30、the input link。in fact，due to friction in the joints，the general rule of thumb is to design mechanisms with transmission angle of large than a specified value。matrix-based definitions have been developed which measure the ability of a linkage to transmit motion。the value of a determinant（which conta

31、ins derivatives of output motion variables with respect to an input motion variable for a given linkage geometry）is a measure of the movability of the linkage in a particular position。
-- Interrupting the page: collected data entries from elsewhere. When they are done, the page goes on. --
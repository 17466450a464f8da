// SPDX-FileCopyrightText: 2026 VetDesk Contributors
// SPDX-License-Identifier: MIT OR Apache-2.0

//! Listener registry for socket events.
//!
//! The `EventBus` is created once at startup, shared by `Arc`, and shut down
//! at teardown. Listeners are plain callbacks keyed by event name and invoked
//! synchronously, in registration order, for every emitted payload.

use std::collections::HashMap;
use std::fmt;
use std::panic::{catch_unwind, AssertUnwindSafe};
use std::sync::{Arc, Mutex, MutexGuard, PoisonError, Weak};

use serde_json::Value;
use tracing::{debug, error, trace};

/// Callback invoked with the raw payload of an event.
pub type Listener = Arc<dyn Fn(&Value) + Send + Sync>;

/// Handle returned by [`EventBus::add_listener`], used to remove the listener.
#[derive(Debug, Clone, Copy, PartialEq, Eq, Hash)]
pub struct ListenerId(u64);

impl fmt::Display for ListenerId {
    fn fmt(&self, f: &mut fmt::Formatter<'_>) -> fmt::Result {
        write!(f, "listener-{}", self.0)
    }
}

/// Errors raised by the bus itself.
#[derive(Debug, Clone, PartialEq, Eq, thiserror::Error)]
pub enum BusError {
    #[error("event bus is shut down; cannot register listener for `{0}`")]
    ShutDown(String),
}

#[derive(Default)]
struct Registry {
    listeners: HashMap<String, Vec<(ListenerId, Listener)>>,
    next_id: u64,
    shut_down: bool,
}

/// Process-wide registry of socket event listeners.
#[derive(Default)]
pub struct EventBus {
    registry: Mutex<Registry>,
}

impl fmt::Debug for EventBus {
    fn fmt(&self, f: &mut fmt::Formatter<'_>) -> fmt::Result {
        let registry = self.lock();
        f.debug_struct("EventBus")
            .field("events", &registry.listeners.len())
            .field("shut_down", &registry.shut_down)
            .finish()
    }
}

impl EventBus {
    pub fn new() -> Self {
        Self::default()
    }

    fn lock(&self) -> MutexGuard<'_, Registry> {
        self.registry.lock().unwrap_or_else(PoisonError::into_inner)
    }

    /// Registers `listener` for `event`.
    pub fn add_listener<F>(&self, event: &str, listener: F) -> Result<ListenerId, BusError>
    where
        F: Fn(&Value) + Send + Sync + 'static,
    {
        let mut registry = self.lock();
        if registry.shut_down {
            return Err(BusError::ShutDown(event.to_string()));
        }
        let id = ListenerId(registry.next_id);
        registry.next_id += 1;
        registry
            .listeners
            .entry(event.to_string())
            .or_default()
            .push((id, Arc::new(listener)));
        debug!(event, %id, "listener registered");
        Ok(id)
    }

    /// Removes a listener. Returns `false` if it was not registered, so removing twice is harmless.
    pub fn remove_listener(&self, event: &str, id: ListenerId) -> bool {
        let mut registry = self.lock();
        let Some(listeners) = registry.listeners.get_mut(event) else {
            return false;
        };
        let before = listeners.len();
        listeners.retain(|(existing, _)| *existing != id);
        let removed = listeners.len() != before;
        if listeners.is_empty() {
            registry.listeners.remove(event);
        }
        if removed {
            debug!(event, %id, "listener removed");
        }
        removed
    }

    /// Registers `listener` and returns a guard that removes it when dropped.
    pub fn subscribe<F>(self: &Arc<Self>, event: &str, listener: F) -> Result<Subscription, BusError>
    where
        F: Fn(&Value) + Send + Sync + 'static,
    {
        let id = self.add_listener(event, listener)?;
        Ok(Subscription {
            bus: Arc::downgrade(self),
            event: event.to_string(),
            id,
        })
    }

    /// Delivers `payload` to every listener registered for `event`.
    ///
    /// Listeners run on the caller's thread in registration order. The set of
    /// listeners is fixed when the call starts: one added during dispatch
    /// first sees the next event. A panicking listener is logged and skipped.
    /// Returns how many listeners ran.
    pub fn emit(&self, event: &str, payload: &Value) -> usize {
        let listeners: Vec<(ListenerId, Listener)> = {
            let registry = self.lock();
            if registry.shut_down {
                debug!(event, "event bus is shut down, dropping event");
                return 0;
            }
            match registry.listeners.get(event) {
                Some(listeners) => listeners.clone(),
                None => {
                    trace!(event, "no listeners");
                    return 0;
                }
            }
        };

        for (id, listener) in &listeners {
            if catch_unwind(AssertUnwindSafe(|| listener(payload))).is_err() {
                error!(event, %id, "listener panicked");
            }
        }
        listeners.len()
    }

    pub fn listener_count(&self, event: &str) -> usize {
        self.lock().listeners.get(event).map_or(0, Vec::len)
    }

    /// Removes every listener and refuses further registrations.
    pub fn shutdown(&self) {
        let mut registry = self.lock();
        let dropped: usize = registry.listeners.values().map(Vec::len).sum();
        registry.listeners.clear();
        registry.shut_down = true;
        debug!(dropped, "event bus shut down");
    }

    pub fn is_shut_down(&self) -> bool {
        self.lock().shut_down
    }
}

/// Keeps a listener registered for as long as it lives.
#[must_use = "the listener is removed as soon as the subscription is dropped"]
pub struct Subscription {
    bus: Weak<EventBus>,
    event: String,
    id: ListenerId,
}

impl Subscription {
    pub fn id(&self) -> ListenerId {
        self.id
    }

    pub fn event(&self) -> &str {
        &self.event
    }
}

impl fmt::Debug for Subscription {
    fn fmt(&self, f: &mut fmt::Formatter<'_>) -> fmt::Result {
        f.debug_struct("Subscription")
            .field("event", &self.event)
            .field("id", &self.id)
            .finish()
    }
}

impl Drop for Subscription {
    fn drop(&mut self) {
        if let Some(bus) = self.bus.upgrade() {
            bus.remove_listener(&self.event, self.id);
        }
    }
}
// SPDX-FileCopyrightText: 2026 VetDesk Contributors
// SPDX-License-Identifier: MIT OR Apache-2.0

//! Error types for the VetDesk clinic client.

use std::sync::Arc;

use thiserror::Error;

/// The primary error type used across service calls, the query cache, and the
/// clinic workflow.
#[derive(Debug, Error)]
pub enum VetdeskError {
    /// Configuration errors (invalid URL, missing required fields).
    #[error("configuration error: {0}")]
    Config(String),

    /// An authenticated call was attempted without a stored credential.
    #[error("missing credential: {0}")]
    MissingCredential(String),

    /// The backend rejected the request with 401 after the one allowed refresh.
    #[error("unauthorized: {0}")]
    Unauthorized(String),

    /// Token refresh failed; stored credentials were cleared and the user
    /// was sent to the login view.
    #[error("session expired: {0}")]
    SessionExpired(String),

    /// Transport-level failure (DNS, connection reset, TLS).
    #[error("network error: {message}")]
    Network {
        message: String,
        source: Option<Box<dyn std::error::Error + Send + Sync>>,
    },

    /// Non-success HTTP response from the backend.
    #[error("{}", format_api_error(*status, message, details.as_deref()))]
    Api {
        status: u16,
        message: String,
        details: Option<String>,
    },

    /// Response body could not be decoded into the expected shape.
    #[error("decode error: {message}")]
    Decode {
        message: String,
        source: Option<Box<dyn std::error::Error + Send + Sync>>,
    },

    /// Credential storage errors (file I/O, serialization).
    #[error("storage error: {source}")]
    Storage {
        source: Box<dyn std::error::Error + Send + Sync>,
    },

    /// Operation timed out.
    #[error("operation timed out after {duration:?}")]
    Timeout { duration: std::time::Duration },

    /// An error produced once and handed to every caller that joined the same
    /// in-flight query.
    #[error(transparent)]
    Shared(Arc<VetdeskError>),

    /// Internal or unexpected errors.
    #[error("internal error: {0}")]
    Internal(String),
}

fn format_api_error(status: u16, message: &str, details: Option<&str>) -> String {
    match details {
        Some(d) if !d.is_empty() => format!("API error ({status}): {message} ({d})"),
        _ => format!("API error ({status}): {message}"),
    }
}

impl VetdeskError {
    /// Unwraps any [`Shared`](VetdeskError::Shared) layers.
    pub fn root(&self) -> &VetdeskError {
        match self {
            VetdeskError::Shared(inner) => inner.root(),
            other => other,
        }
    }

    /// HTTP status carried by the error, if it came from a backend response.
    pub fn status(&self) -> Option<u16> {
        match self.root() {
            VetdeskError::Api { status, .. } => Some(*status),
            VetdeskError::Unauthorized(_) => Some(401),
            _ => None,
        }
    }

    /// True for failures worth retrying: network trouble, timeouts, and 5xx.
    pub fn is_transient(&self) -> bool {
        match self.root() {
            VetdeskError::Network { .. } | VetdeskError::Timeout { .. } => true,
            VetdeskError::Api { status, .. } => *status >= 500,
            _ => false,
        }
    }

    /// The message a view shows the user, including server `details` when present.
    pub fn user_message(&self) -> String {
        match self.root() {
            VetdeskError::Api {
                message, details, ..
            } => match details {
                Some(d) if !d.is_empty() => format!("{message}: {d}"),
                _ => message.clone(),
            },
            other => other.to_string(),
        }
    }
}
if a mechanism has one degree of freedom (e.g. a four-bar linkage), then prescribing one position parameter, such as

32、 the angle of the input link, will completely specify the position of the rest of the mechanism (discounting the branching possibility). we can develop an analytical expression relating the absolute angular positions of the links of a four-bar linkage. this will be much more useful than a graphical

33、analysis procedure when analyzing a number of positions and /or a number of different mechanisms, because the expressions will be easily programmed for automatic computation. the relative velocity or velocity polygon method of performing a velocity analysis of a mechanism is one of several methods a

34、vailable. the pole represents all points on the mechanism having zero velocity. lines drawn from the pole to points on the velocity polygon represent the absolute velocities of the corresponding points on the mechanism. a line connecting any two points on the velocity polygon represents the relative

35、 velocity for the two corresponding points on the mechanism. another method is the instantaneous center or instant center method, which is a very useful and often quicker in complex linkage analysis. an instantaneous center or instant center is a point at which there is no relative velocity between

36、two links of a mechanism at that instant. in order to locate the locations of some instant centers of a given mechanism, the kennedys theorem of three centers is very useful. it states that the three instantaneous centers of three bodies moving relative to one another must lie along a straight line.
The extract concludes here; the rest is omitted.